De acordo com o especialista, os pacientes relatam terem sofrido tortura por diversos aspectos porque dormiam no chão, passavam fome devido às condições da alimentação e, no caso das mulheres, “ficaram na mira de uma metralhadora quando Alexandre de Moraes chegou para conversar com elas”, relata. “Uma mulher até se urinou, de joelhos, então a dignidade humana dessas pessoas está muito ferida.”

Além das situações vividas no cárcere, Lorenzo afirma que as medidas cautelares impostas aos presos, alguns por quase um ano, também configuram tortura psicológica e têm causado sofrimento ao privar famílias de terem o básico para sobreviver. “Cheguei a falar para um paciente me passar o Pix dele porque não tinha nada em casa para seus filhos comerem, já que estão com as contas bloqueadas e não conseguem emprego devido à tornozeleira”.

Outro fato, de acordo com o psicólogo, é o constrangimento causado pelo uso do dispositivo eletrônico, pois muitos tratam essas pessoas como criminosos comuns.

“E, infelizmente, também há situações como a de um senhor que eu atendo, que perdeu o filho de infarto enquanto estava preso pelo 8/1”, relata Lorenzo, ao explicar que, além desse idoso lidar com a carga emocional devido aos fatos vivenciados na prisão, ainda precisa enfrentar o luto. “A situação dessas pessoas é grave, com sintomas de depressão e ansiedade, e o diagnóstico pode piorar.”

A busca pelo atendimento psicológico

Por isso, ele orienta parentes e amigos a prestarem atenção às alterações de comportamento, já que os primeiros sintomas da depressão estão relacionados à desesperança, mudança de humor e tristeza com duração de uma semana ou mais.

“Fique atento se o indivíduo começar a perder a esperança de ver seus filhos e netos crescerem ou se disser que está se sentindo perdido, ‘sem chão’ por não conseguir um emprego e ter dificuldades para manter o próprio sustento.”

Além disso, Lorenzo afirma que é preciso buscar ajuda urgente ao ouvir qualquer fala sobre intenção de suicídio. “Aquele ditado de que ‘quem fala não faz’ é falso, pois muitas pessoas que tiraram a própria vida disseram e sinalizaram isso antes”, alerta o especialista, ao indicar atendimento psicológico para todos que já foram julgados ou que estão aguardando o fim do processo relacionado ao 8/1. “É uma pressão muito grande.”

Como associar-se à Asfav para receber atendimento ou atuar como voluntário

A Associação dos Familiares e Vítimas do 8 de Janeiro (Asfav) oferece esse atendimento gratuitamente por meio de parcerias com profissionais voluntários.

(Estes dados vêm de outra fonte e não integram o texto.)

//! Verification code entry — the state machine behind one email or phone
//! verification step.
//!
//! This type is pure: it never talks to a backend. The manager performs the
//! network calls and reports their results through `send_*` / `verify_*`.

use serde::Serialize;

use super::model::VerificationKind;
use super::validation::strip_whitespace;
use crate::error::BackendError;

pub const SEND_FAILED: &str = "Failed to send the verification code";
pub const RESEND_FAILED: &str = "Failed to resend the code";
pub const INVALID_CODE: &str = "Invalid or expired code. Please try again.";
pub const VERIFY_FAILED: &str = "Verification failed. Please try again.";

/// Where the flow is.
///
/// Idle → Sending → AwaitingInput → Verifying → (Success | InvalidRetry).
/// InvalidRetry accepts input again.
#[derive(Debug, Clone, Copy, PartialEq, Eq, Serialize)]
#[serde(rename_all = "snake_case")]
pub enum VerificationPhase {
    Idle,
    Sending,
    AwaitingInput,
    Verifying,
    Success,
    InvalidRetry,
}

/// Which send the result belongs to.
#[derive(Debug, Clone, Copy, PartialEq, Eq)]
pub enum SendKind {
    Initial,
    Resend,
}

/// Why a verification attempt failed.
#[derive(Debug, Clone, PartialEq, Eq)]
pub enum VerifyFailure {
    /// Wrong or expired code.
    Invalid,
    /// Throttled; the message comes from the server and is shown verbatim.
    RateLimited(String),
    /// Anything else.
    Other,
}

impl VerifyFailure {
    pub fn from_error(err: &BackendError) -> Self {
        match err.body().and_then(|b| b.rate_limit_message()) {
            Some(message) => Self::RateLimited(message.to_string()),
            None => Self::Other,
        }
    }

    pub fn message(&self) -> &str {
        match self {
            Self::Invalid => INVALID_CODE,
            Self::RateLimited(message) => message,
            Self::Other => VERIFY_FAILED,
        }
    }
}

/// State of one verification step.
#[derive(Debug, Clone, Serialize)]
pub struct VerificationFlow {
    kind: VerificationKind,
    identifier: String,
    cells: Vec<Option<char>>,
    focus: usize,
    phase: VerificationPhase,
    cooldown: u32,
    cooldown_secs: u32,
    error: Option<String>,
    #[serde(skip)]
    initial_send_done: bool,
}

impl VerificationFlow {
    /// Phone identifiers are stored with whitespace removed.
    pub fn new(
        kind: VerificationKind,
        identifier: &str,
        code_length: usize,
        cooldown_secs: u32,
    ) -> Self {
        let identifier = match kind {
            VerificationKind::Phone => strip_whitespace(identifier),
            VerificationKind::Email => identifier.to_string(),
        };
        Self {
            kind,
            identifier,
            cells: vec![None; code_length.max(1)],
            focus: 0,
            phase: VerificationPhase::Idle,
            cooldown: cooldown_secs,
            cooldown_secs,
            error: None,
            initial_send_done: false,
        }
    }

    pub fn kind(&self) -> VerificationKind {
        self.kind
    }

    pub fn identifier(&self) -> &str {
        &self.identifier
    }

    pub fn phase(&self) -> VerificationPhase {
        self.phase
    }

    /// Index of the cell that has focus.
    pub fn focus(&self) -> usize {
        self.focus
    }

    pub fn cells(&self) -> &[Option<char>] {
        &self.cells
    }

    pub fn error(&self) -> Option<&str> {
        self.error.as_deref()
    }

    /// Seconds until resend is allowed.
    pub fn cooldown(&self) -> u32 {
        self.cooldown
    }

    pub fn is_complete(&self) -> bool {
        self.cells.iter().all(Option::is_some)
    }

    /// The entered code, once every cell is filled.
    pub fn code(&self) -> Option<String> {
        self.cells.iter().copied().collect()
    }

    fn is_busy(&self) -> bool {
        matches!(
            self.phase,
            VerificationPhase::Sending | VerificationPhase::Verifying | VerificationPhase::Success
        )
    }

    pub fn can_resend(&self) -> bool {
        self.cooldown == 0 && !self.is_busy()
    }

    /// Whether the automatic first send should go out now.
    ///
    /// Returns true at most once per flow, and never when `skip` is set.
    pub fn needs_initial_send(&mut self, skip: bool) -> bool {
        if self.initial_send_done || skip {
            self.initial_send_done = true;
            if self.phase == VerificationPhase::Idle {
                self.phase = VerificationPhase::AwaitingInput;
            }
            return false;
        }
        self.initial_send_done = true;
        true
    }

    pub fn begin_send(&mut self) {
        self.phase = VerificationPhase::Sending;
        self.error = None;
    }

    /// Every successful send restarts the cooldown. A resend also clears the
    /// entered digits.
    pub fn send_succeeded(&mut self, kind: SendKind) {
        self.cooldown = self.cooldown_secs;
        if kind == SendKind::Resend {
            self.clear_cells();
        }
        self.phase = VerificationPhase::AwaitingInput;
    }

    pub fn send_failed(&mut self, kind: SendKind) {
        self.error = Some(
            match kind {
                SendKind::Initial => SEND_FAILED,
                SendKind::Resend => RESEND_FAILED,
            }
            .to_string(),
        );
        self.phase = VerificationPhase::AwaitingInput;
    }

    /// Type into cell `index`.
    ///
    /// Non-digit input is ignored. Only the last character typed is kept.
    /// Returns the full code exactly when this input fills the last empty
    /// cell, which should trigger verification.
    pub fn input(&mut self, index: usize, text: &str) -> Option<String> {
        if self.is_busy() || index >= self.cells.len() {
            return None;
        }
        if !text.chars().all(|c| c.is_ascii_digit()) {
            return None;
        }

        self.cells[index] = text.chars().last();
        self.error = None;

        if !text.is_empty() && index + 1 < self.cells.len() {
            self.focus = index + 1;
        }

        self.code()
    }

    /// Backspace on an empty cell moves focus to the previous one.
    pub fn backspace(&mut self, index: usize) {
        let empty = self.cells.get(index).is_some_and(Option::is_none);
        if empty && index > 0 {
            self.focus = index - 1;
        }
    }

    /// Paste into the code field.
    ///
    /// Only digits are kept, up to the number of cells. A full code is
    /// returned for immediate verification; otherwise focus lands on the
    /// first unfilled cell.
    pub fn paste(&mut self, text: &str) -> Option<String> {
        if self.is_busy() {
            return None;
        }
        let digits: Vec<char> = text
            .chars()
            .filter(char::is_ascii_digit)
            .take(self.cells.len())
            .collect();

        for (i, cell) in self.cells.iter_mut().enumerate() {
            *cell = digits.get(i).copied();
        }

        if digits.len() == self.cells.len() {
            return self.code();
        }
        self.focus = digits.len();
        None
    }

    pub fn begin_verify(&mut self) {
        self.phase = VerificationPhase::Verifying;
        self.error = None;
    }

    pub fn verify_succeeded(&mut self) {
        self.phase = VerificationPhase::Success;
    }

    /// Clear the cells, refocus the first one, and show why.
    pub fn verify_failed(&mut self, failure: VerifyFailure) {
        self.error = Some(failure.message().to_string());
        self.clear_cells();
        self.phase = VerificationPhase::InvalidRetry;
    }

    /// One second of cooldown elapsed. Returns the remaining seconds.
    pub fn tick(&mut self) -> u32 {
        self.cooldown = self.cooldown.saturating_sub(1);
        self.cooldown
    }

    fn clear_cells(&mut self) {
        self.cells.iter_mut().for_each(|c| *c = None);
        self.focus = 0;
    }
}

#[cfg(test)]
mod tests {
    use super::*;
    use crate::backend::{ApiErrorBody, ApiErrorDetail};

    fn flow() -> VerificationFlow {
        VerificationFlow::new(VerificationKind::Email, "sara@acme.io", 4, 60)
    }

    fn ready_flow() -> VerificationFlow {
        let mut f = flow();
        assert!(f.needs_initial_send(false));
        f.begin_send();
        f.send_succeeded(SendKind::Initial);
        f
    }

    #[test]
    fn phone_identifier_is_stripped() {
        let f = VerificationFlow::new(VerificationKind::Phone, "+966 50 123 4567", 4, 60);
        assert_eq!(f.identifier(), "+966501234567");
    }

    #[test]
    fn initial_send_happens_once_and_can_be_skipped() {
        let mut f = flow();
        assert!(f.needs_initial_send(false));
        assert!(!f.needs_initial_send(false));

        let mut skipped = flow();
        assert!(!skipped.needs_initial_send(true));
        assert_eq!(skipped.phase(), VerificationPhase::AwaitingInput);
        assert!(!skipped.needs_initial_send(false));
    }

    #[test]
    fn typing_advances_focus_and_auto_submits_when_full() {
        let mut f = ready_flow();
        assert_eq!(f.input(0, "1"), None);
        assert_eq!(f.focus(), 1);
        assert_eq!(f.input(1, "2"), None);
        assert_eq!(f.input(2, "3"), None);
        assert_eq!(f.focus(), 3);
        assert_eq!(f.input(3, "4"), Some("1234".to_string()));
        // Focus stays on the last cell.
        assert_eq!(f.focus(), 3);
    }

    #[test]
    fn non_digits_are_ignored_and_last_char_wins() {
        let mut f = ready_flow();
        assert_eq!(f.input(0, "a"), None);
        assert_eq!(f.cells()[0], None);
        f.input(0, "17");
        assert_eq!(f.cells()[0], Some('7'));
    }

    #[test]
    fn clearing_a_cell_keeps_focus() {
        let mut f = ready_flow();
        f.input(0, "1");
        f.input(1, "2");
        assert_eq!(f.input(1, ""), None);
        assert_eq!(f.cells()[1], None);
        assert_eq!(f.focus(), 2);
    }

    #[test]
    fn backspace_on_empty_cell_moves_back() {
        let mut f = ready_flow();
        f.input(0, "1");
        f.backspace(1);
        assert_eq!(f.focus(), 0);
        // Non-empty cell: no focus move.
        f.input(0, "1");
        f.backspace(0);
        assert_eq!(f.focus(), 1);
    }

    #[test]
    fn paste_full_code_submits_and_strips_junk() {
        let mut f = ready_flow();
        assert_eq!(f.paste("1234abc"), Some("1234".to_string()));
        assert!(f.is_complete());
    }

    #[test]
    fn paste_partial_code_focuses_next_cell() {
        let mut f = ready_flow();
        assert_eq!(f.paste("12"), None);
        assert_eq!(f.cells(), &[Some('1'), Some('2'), None, None]);
        assert_eq!(f.focus(), 2);

        assert_eq!(f.paste("no digits"), None);
        assert_eq!(f.focus(), 0);
        assert!(f.cells().iter().all(Option::is_none));
    }

    #[test]
    fn invalid_code_clears_and_refocuses() {
        let mut f = ready_flow();
        f.paste("9999");
        f.begin_verify();
        assert_eq!(f.phase(), VerificationPhase::Verifying);
        f.verify_failed(VerifyFailure::Invalid);
        assert_eq!(f.phase(), VerificationPhase::InvalidRetry);
        assert_eq!(f.error(), Some(INVALID_CODE));
        assert_eq!(f.focus(), 0);
        assert!(f.cells().iter().all(Option::is_none));

        // Typing again clears the error.
        f.input(0, "1");
        assert!(f.error().is_none());
    }

    #[test]
    fn rate_limit_message_is_shown_verbatim() {
        let err = BackendError::Rejected {
            status: 429,
            body: Some(ApiErrorBody {
                error: Some(ApiErrorDetail {
                    code: "RATE_LIMIT_EXCEEDED".to_string(),
                    message: "Too many attempts, wait 10 minutes".to_string(),
                }),
                ..Default::default()
            }),
        };
        let mut f = ready_flow();
        f.paste("1234");
        f.begin_verify();
        f.verify_failed(VerifyFailure::from_error(&err));
        assert_eq!(f.error(), Some("Too many attempts, wait 10 minutes"));

        let generic = VerifyFailure::from_error(&BackendError::Transport("timeout".into()));
        assert_eq!(generic.message(), VERIFY_FAILED);
    }

    #[test]
    fn resend_is_blocked_for_exactly_the_cooldown() {
        let mut f = ready_flow();
        for _ in 0..59 {
            f.tick();
            assert!(!f.can_resend());
        }
        assert_eq!(f.tick(), 0);
        assert!(f.can_resend());
        // Stays at zero.
        assert_eq!(f.tick(), 0);
    }

    #[test]
    fn resend_resets_cooldown_and_clears_digits() {
        let mut f = ready_flow();
        f.input(0, "5");
        for _ in 0..60 {
            f.tick();
        }
        assert!(f.can_resend());
        f.begin_send();
        assert!(!f.can_resend());
        f.send_succeeded(SendKind::Resend);
        assert_eq!(f.cooldown(), 60);
        assert!(f.cells().iter().all(Option::is_none));
        assert_eq!(f.focus(), 0);
    }

    #[test]
    fn failed_sends_report_which_send_failed() {
        let mut f = flow();
        f.needs_initial_send(false);
        f.begin_send();
        f.send_failed(SendKind::Initial);
        assert_eq!(f.error(), Some(SEND_FAILED));
        assert_eq!(f.phase(), VerificationPhase::AwaitingInput);

        f.begin_send();
        f.send_failed(SendKind::Resend);
        assert_eq!(f.error(), Some(RESEND_FAILED));
    }

    #[test]
    fn input_is_ignored_while_verifying() {
        let mut f = ready_flow();
        f.paste("1234");
        f.begin_verify();
        assert_eq!(f.input(0, "5"), None);
        assert_eq!(f.paste("5678"), None);
        assert_eq!(f.cells()[0], Some('1'));
    }
}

Por isso, a entidade convida essas pessoas para se associarem por meio do preenchimento do formulário online, sem custo.

A entidade também convida interessados a se cadastrarem como voluntários, já que existe espaço para diversas áreas, como assistentes sociais e psiquiatras, por exemplo. “Lembrando que também é possível colaborar divulgando o trabalho da associação nas redes sociais, apresentando ofertas de emprego para os presos do 8/1 ou auxiliando financeiramente as famílias”, informa Jaqueline Vetter, secretária da Asfav. O Pix da associação é o CNPJ 51.546.913/0001-49.

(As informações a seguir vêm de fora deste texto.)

//! Backends for the sign-up flow.
//!
//! Two implementations satisfy the same contract:
//! - **api**: the Octobots REST API over reqwest
//! - **database**: direct reads and writes against a libSQL store
//!
//! The wizard only ever talks to `dyn SignupBackend`; which one it gets is
//! decided by [`SignupConfig::backend`](crate::config::SignupConfig).

pub mod api;
pub mod database;

pub use api::OctobotsApiClient;
pub use database::DirectDbBackend;

use std::sync::Arc;

use async_trait::async_trait;
use serde::{Deserialize, Serialize};

use crate::config::{BackendKind, SignupConfig};
use crate::error::{BackendError, Error};
use crate::registration::model::{FieldErrors, RegisterRequest, VerificationKind};
use crate::store::LibSqlStore;

/// Error code the API uses when verification attempts are throttled.
pub const RATE_LIMIT_CODE: &str = "RATE_LIMIT_EXCEEDED";

/// Result of a subdomain availability check.
#[derive(Debug, Clone, Default, PartialEq, Eq, Serialize, Deserialize)]
pub struct SubdomainAvailability {
    pub available: bool,
    /// Alternatives offered when the subdomain is taken.
    #[serde(default)]
    pub suggestions: Vec<String>,
}

/// Successful registration.
#[derive(Debug, Clone, Default, PartialEq, Serialize, Deserialize)]
pub struct RegistrationReceipt {
    #[serde(default)]
    pub message: String,
    #[serde(default, skip_serializing_if = "Option::is_none")]
    pub data: Option<serde_json::Value>,
}

/// One field-level validation failure reported by the server.
#[derive(Debug, Clone, PartialEq, Eq, Serialize, Deserialize)]
pub struct FieldViolation {
    pub field: String,
    #[serde(default)]
    pub code: String,
    pub message: String,
}

/// Structured error detail, e.g. rate limiting.
#[derive(Debug, Clone, PartialEq, Eq, Serialize, Deserialize)]
pub struct ApiErrorDetail {
    pub code: String,
    #[serde(default)]
    pub message: String,
}

/// Body of a failed response.
#[derive(Debug, Clone, Default, PartialEq, Eq, Serialize, Deserialize)]
pub struct ApiErrorBody {
    #[serde(default)]
    pub success: bool,
    #[serde(default)]
    pub message: String,
    #[serde(default)]
    pub errors: Vec<FieldViolation>,
    #[serde(default, skip_serializing_if = "Option::is_none")]
    pub error: Option<ApiErrorDetail>,
}

impl ApiErrorBody {
    /// The server's message when the failure is a rate limit.
    pub fn rate_limit_message(&self) -> Option<&str> {
        self.error
            .as_ref()
            .filter(|e| e.code == RATE_LIMIT_CODE)
            .map(|e| e.message.as_str())
    }

    /// Field violations keyed by field name. Later entries win.
    pub fn field_errors(&self) -> FieldErrors {
        self.errors
            .iter()
            .map(|e| (e.field.clone(), e.message.clone()))
            .collect()
    }
}

/// The capability set every sign-up backend provides.
#[async_trait]
pub trait SignupBackend: Send + Sync {
    /// Short name for logs.
    fn name(&self) -> &str;

    /// Whether `subdomain` can still be claimed.
    async fn check_subdomain(&self, subdomain: &str)
        -> Result<SubdomainAvailability, BackendError>;

    /// Send a fresh code to `identifier`.
    async fn request_verification(
        &self,
        identifier: &str,
        kind: VerificationKind,
    ) -> Result<(), BackendError>;

    /// Check a code. `Ok(false)` means wrong or expired.
    async fn verify_code(
        &self,
        code: &str,
        identifier: &str,
        kind: VerificationKind,
    ) -> Result<bool, BackendError>;

    /// Create the organization and its owner.
    async fn register(&self, request: &RegisterRequest)
        -> Result<RegistrationReceipt, BackendError>;
}

/// Create the backend selected by `config`.
pub async fn create_backend(config: &SignupConfig) -> Result<Arc<dyn SignupBackend>, Error> {
    match config.backend {
        BackendKind::Api => {
            let client = OctobotsApiClient::new(&config.api_base_url, config.http_timeout)?;
            tracing::info!(base_url = %config.api_base_url, "Using REST API backend");
            Ok(Arc::new(client))
        }
        BackendKind::Database => {
            let store = LibSqlStore::new_local(&config.db_path).await?;
            tracing::info!(path = %config.db_path.display(), "Using direct database backend");
            Ok(Arc::new(
                DirectDbBackend::new(Arc::new(store)).with_code_digits(config.code_length),
            ))
        }
    }
}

Assistência psicológica na prisão

Em nota enviada à Gazeta do Povo, a Secretaria de Estado de Administração Penitenciária do Distrito Federal (Seape) informou que todo custodiado tem acesso a psicólogos, psiquiatras e outras especialidades dentro do presídio. No entanto, o órgão não citou a quantidade de atendimentos que foram realizados com presos do 8/1.

Segundo dados do Supremo Tribunal Federal (STF) divulgados pela Gazeta do Povo , foram presas 243 pessoas dentro dos prédios públicos e na praça dos Três Poderes dia 8 de janeiro, e outras 1.927 foram conduzidas à Academia Nacional de Polícia pelo Exército e pela Polícia Militar (PM) no dia 9. Dessas, 775 foram liberadas e 1.152 permaneceram presas.

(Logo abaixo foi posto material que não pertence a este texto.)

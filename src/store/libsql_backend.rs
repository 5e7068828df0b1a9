//! libSQL store — async `RegistrationStore` implementation.
//!
//! Supports local file and in-memory databases.

use std::path::Path;
use std::sync::Arc;

use async_trait::async_trait;
use chrono::{DateTime, SecondsFormat, Utc};
use libsql::{Connection, Database as LibSqlDatabase, params};
use tracing::info;
use uuid::Uuid;

use crate::error::DatabaseError;
use crate::registration::model::{Organization, OrgUser, VerificationCode, VerificationKind};
use crate::store::migrations;
use crate::store::traits::RegistrationStore;

/// libSQL database store.
///
/// Stores a single connection that is reused for all operations.
/// `libsql::Connection` is `Send + Sync` and safe for concurrent async use.
pub struct LibSqlStore {
    _db: Arc<LibSqlDatabase>,
    conn: Connection,
}

impl LibSqlStore {
    /// Open (or create) a local database file and run migrations.
    pub async fn new_local(path: &Path) -> Result<Self, DatabaseError> {
        if let Some(parent) = path.parent() {
            std::fs::create_dir_all(parent).map_err(|e| {
                DatabaseError::Pool(format!("Failed to create database directory: {e}"))
            })?;
        }

        let db = libsql::Builder::new_local(path)
            .build()
            .await
            .map_err(|e| DatabaseError::Pool(format!("Failed to open libSQL database: {e}")))?;

        let store = Self::from_database(db)?;
        store.init_schema().await?;
        info!(path = %path.display(), "Database opened");
        Ok(store)
    }

    /// Create an in-memory database (for tests).
    pub async fn new_memory() -> Result<Self, DatabaseError> {
        let db = libsql::Builder::new_local(":memory:")
            .build()
            .await
            .map_err(|e| {
                DatabaseError::Pool(format!("Failed to create in-memory database: {e}"))
            })?;

        let store = Self::from_database(db)?;
        store.init_schema().await?;
        Ok(store)
    }

    fn from_database(db: LibSqlDatabase) -> Result<Self, DatabaseError> {
        let conn = db
            .connect()
            .map_err(|e| DatabaseError::Pool(format!("Failed to create connection: {e}")))?;
        Ok(Self {
            _db: Arc::new(db),
            conn,
        })
    }

    fn conn(&self) -> &Connection {
        &self.conn
    }
}

// ── Helper functions ────────────────────────────────────────────────

/// Fixed-width RFC 3339 so stored timestamps compare correctly as text.
fn format_datetime(dt: DateTime<Utc>) -> String {
    dt.to_rfc3339_opts(SecondsFormat::Micros, true)
}

fn parse_datetime(s: &str) -> DateTime<Utc> {
    DateTime::parse_from_rfc3339(s)
        .map(|dt| dt.with_timezone(&Utc))
        .unwrap_or(DateTime::<Utc>::MIN_UTC)
}

fn parse_uuid(s: &str) -> Uuid {
    Uuid::parse_str(s).unwrap_or_else(|_| Uuid::nil())
}

fn flag(value: bool) -> i64 {
    i64::from(value)
}

fn query_err(op: &str) -> impl Fn(libsql::Error) -> DatabaseError + '_ {
    move |e| {
        let message = e.to_string();
        if message.contains("UNIQUE constraint failed") {
            DatabaseError::Constraint(format!("{op}: {message}"))
        } else {
            DatabaseError::Query(format!("{op}: {message}"))
        }
    }
}

/// Map a libsql Row to an Organization.
///
/// Column order matches ORG_COLUMNS.
fn row_to_organization(row: &libsql::Row) -> Result<Organization, libsql::Error> {
    let id: String = row.get(0)?;
    let is_active: i64 = row.get(3)?;
    let created: String = row.get(4)?;
    let updated: String = row.get(5)?;
    Ok(Organization {
        id: parse_uuid(&id),
        business_name: row.get(1)?,
        subdomain: row.get(2)?,
        is_active: is_active != 0,
        created_at: parse_datetime(&created),
        updated_at: parse_datetime(&updated),
    })
}

fn row_to_user(row: &libsql::Row) -> Result<OrgUser, libsql::Error> {
    let id: String = row.get(0)?;
    let org_id: String = row.get(1)?;
    let email_verified: i64 = row.get(6)?;
    let phone_verified: i64 = row.get(7)?;
    let is_owner: i64 = row.get(8)?;
    let created: String = row.get(9)?;
    Ok(OrgUser {
        id: parse_uuid(&id),
        organization_id: parse_uuid(&org_id),
        first_name: row.get(2)?,
        last_name: row.get(3)?,
        email: row.get(4)?,
        phone: row.get(5)?,
        email_verified: email_verified != 0,
        phone_verified: phone_verified != 0,
        is_owner: is_owner != 0,
        created_at: parse_datetime(&created),
    })
}

fn row_to_code(row: &libsql::Row) -> Result<VerificationCode, libsql::Error> {
    let id: String = row.get(0)?;
    let kind: String = row.get(2)?;
    let verified: i64 = row.get(4)?;
    let expires: String = row.get(5)?;
    let created: String = row.get(6)?;
    Ok(VerificationCode {
        id: parse_uuid(&id),
        identifier: row.get(1)?,
        kind: kind.parse().unwrap_or(VerificationKind::Email),
        code: row.get(3)?,
        verified: verified != 0,
        expires_at: parse_datetime(&expires),
        created_at: parse_datetime(&created),
    })
}

const ORG_COLUMNS: &str = "id, business_name, subdomain, is_active, created_at, updated_at";

const USER_COLUMNS: &str = "id, organization_id, first_name, last_name, email, phone, email_verified, phone_verified, is_owner, created_at";

const CODE_COLUMNS: &str = "id, identifier, kind, code, verified, expires_at, created_at";

// ── Trait implementation ────────────────────────────────────────────

#[async_trait]
impl RegistrationStore for LibSqlStore {
    async fn init_schema(&self) -> Result<(), DatabaseError> {
        migrations::run_migrations(self.conn()).await
    }

    // ── Organizations ───────────────────────────────────────────────

    async fn find_organization_by_subdomain(
        &self,
        subdomain: &str,
    ) -> Result<Option<Organization>, DatabaseError> {
        let mut rows = self
            .conn()
            .query(
                &format!("SELECT {ORG_COLUMNS} FROM organizations WHERE subdomain = ?1"),
                params![subdomain.to_lowercase()],
            )
            .await
            .map_err(query_err("find_organization_by_subdomain"))?;

        match rows.next().await {
            Ok(Some(row)) => Ok(Some(
                row_to_organization(&row).map_err(query_err("find_organization_by_subdomain"))?,
            )),
            Ok(None) => Ok(None),
            Err(e) => Err(query_err("find_organization_by_subdomain")(e)),
        }
    }

    async fn insert_organization(&self, org: &Organization) -> Result<(), DatabaseError> {
        self.conn()
            .execute(
                &format!(
                    "INSERT INTO organizations ({ORG_COLUMNS}) VALUES (?1, ?2, ?3, ?4, ?5, ?6)"
                ),
                params![
                    org.id.to_string(),
                    org.business_name.clone(),
                    org.subdomain.to_lowercase(),
                    flag(org.is_active),
                    format_datetime(org.created_at),
                    format_datetime(org.updated_at),
                ],
            )
            .await
            .map_err(query_err("insert_organization"))?;
        Ok(())
    }

    // ── Users ───────────────────────────────────────────────────────

    async fn insert_org_user(&self, user: &OrgUser) -> Result<(), DatabaseError> {
        self.conn()
            .execute(
                &format!(
                    "INSERT INTO org_users ({USER_COLUMNS})
                     VALUES (?1, ?2, ?3, ?4, ?5, ?6, ?7, ?8, ?9, ?10)"
                ),
                params![
                    user.id.to_string(),
                    user.organization_id.to_string(),
                    user.first_name.clone(),
                    user.last_name.clone(),
                    user.email.clone(),
                    user.phone.clone(),
                    flag(user.email_verified),
                    flag(user.phone_verified),
                    flag(user.is_owner),
                    format_datetime(user.created_at),
                ],
            )
            .await
            .map_err(query_err("insert_org_user"))?;
        Ok(())
    }

    async fn get_org_user(&self, id: Uuid) -> Result<Option<OrgUser>, DatabaseError> {
        let mut rows = self
            .conn()
            .query(
                &format!("SELECT {USER_COLUMNS} FROM org_users WHERE id = ?1"),
                params![id.to_string()],
            )
            .await
            .map_err(query_err("get_org_user"))?;

        match rows.next().await {
            Ok(Some(row)) => Ok(Some(row_to_user(&row).map_err(query_err("get_org_user"))?)),
            Ok(None) => Ok(None),
            Err(e) => Err(query_err("get_org_user")(e)),
        }
    }

    async fn mark_user_verified(
        &self,
        identifier: &str,
        kind: VerificationKind,
    ) -> Result<usize, DatabaseError> {
        let sql = match kind {
            VerificationKind::Email => {
                "UPDATE org_users SET email_verified = 1 WHERE email = ?1"
            }
            VerificationKind::Phone => {
                "UPDATE org_users SET phone_verified = 1 WHERE phone = ?1"
            }
        };
        let count = self
            .conn()
            .execute(sql, params![identifier])
            .await
            .map_err(query_err("mark_user_verified"))?;
        Ok(count as usize)
    }

    // ── Verification codes ──────────────────────────────────────────

    async fn insert_verification_code(
        &self,
        code: &VerificationCode,
    ) -> Result<(), DatabaseError> {
        self.conn()
            .execute(
                &format!(
                    "INSERT INTO verification_codes ({CODE_COLUMNS})
                     VALUES (?1, ?2, ?3, ?4, ?5, ?6, ?7)"
                ),
                params![
                    code.id.to_string(),
                    code.identifier.clone(),
                    code.kind.as_str(),
                    code.code.clone(),
                    flag(code.verified),
                    format_datetime(code.expires_at),
                    format_datetime(code.created_at),
                ],
            )
            .await
            .map_err(query_err("insert_verification_code"))?;
        Ok(())
    }

    async fn latest_usable_code(
        &self,
        identifier: &str,
        kind: VerificationKind,
        code: &str,
        now: DateTime<Utc>,
    ) -> Result<Option<VerificationCode>, DatabaseError> {
        let mut rows = self
            .conn()
            .query(
                &format!(
                    "SELECT {CODE_COLUMNS} FROM verification_codes
                     WHERE identifier = ?1 AND kind = ?2 AND code = ?3
                       AND verified = 0 AND expires_at > ?4
                     ORDER BY created_at DESC, rowid DESC
                     LIMIT 1"
                ),
                params![identifier, kind.as_str(), code, format_datetime(now)],
            )
            .await
            .map_err(query_err("latest_usable_code"))?;

        match rows.next().await {
            Ok(Some(row)) => Ok(Some(row_to_code(&row).map_err(query_err("latest_usable_code"))?)),
            Ok(None) => Ok(None),
            Err(e) => Err(query_err("latest_usable_code")(e)),
        }
    }

    async fn latest_code(
        &self,
        identifier: &str,
        kind: VerificationKind,
    ) -> Result<Option<VerificationCode>, DatabaseError> {
        let mut rows = self
            .conn()
            .query(
                &format!(
                    "SELECT {CODE_COLUMNS} FROM verification_codes
                     WHERE identifier = ?1 AND kind = ?2
                     ORDER BY created_at DESC, rowid DESC
                     LIMIT 1"
                ),
                params![identifier, kind.as_str()],
            )
            .await
            .map_err(query_err("latest_code"))?;

        match rows.next().await {
            Ok(Some(row)) => Ok(Some(row_to_code(&row).map_err(query_err("latest_code"))?)),
            Ok(None) => Ok(None),
            Err(e) => Err(query_err("latest_code")(e)),
        }
    }

    async fn mark_code_verified(&self, id: Uuid) -> Result<(), DatabaseError> {
        self.conn()
            .execute(
                "UPDATE verification_codes SET verified = 1 WHERE id = ?1",
                params![id.to_string()],
            )
            .await
            .map_err(query_err("mark_code_verified"))?;
        Ok(())
    }

    async fn has_verified_code(
        &self,
        identifier: &str,
        kind: VerificationKind,
    ) -> Result<bool, DatabaseError> {
        let mut rows = self
            .conn()
            .query(
                "SELECT COUNT(*) FROM verification_codes
                 WHERE identifier = ?1 AND kind = ?2 AND verified = 1",
                params![identifier, kind.as_str()],
            )
            .await
            .map_err(query_err("has_verified_code"))?;

        match rows.next().await {
            Ok(Some(row)) => {
                let count: i64 = row.get(0).unwrap_or(0);
                Ok(count > 0)
            }
            Ok(None) => Ok(false),
            Err(e) => Err(query_err("has_verified_code")(e)),
        }
    }
}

Atualmente, 17 pessoas seguem no Complexo Penitenciário da Papuda, onde o lanterneiro e pintor Claudinei Pego da Silva, de 42 anos, está na ala psiquiátrica. Morador de Minas Gerais e provedor de quatro filhos, ele tentou suicídio dentro da cela no dia 9 de dezembro. O homem já teve parecer da Procuradoria-Geral da República (PGR) favorável à soltura, mas o pedido foi negado pelo ministro Alexandre de Moraes.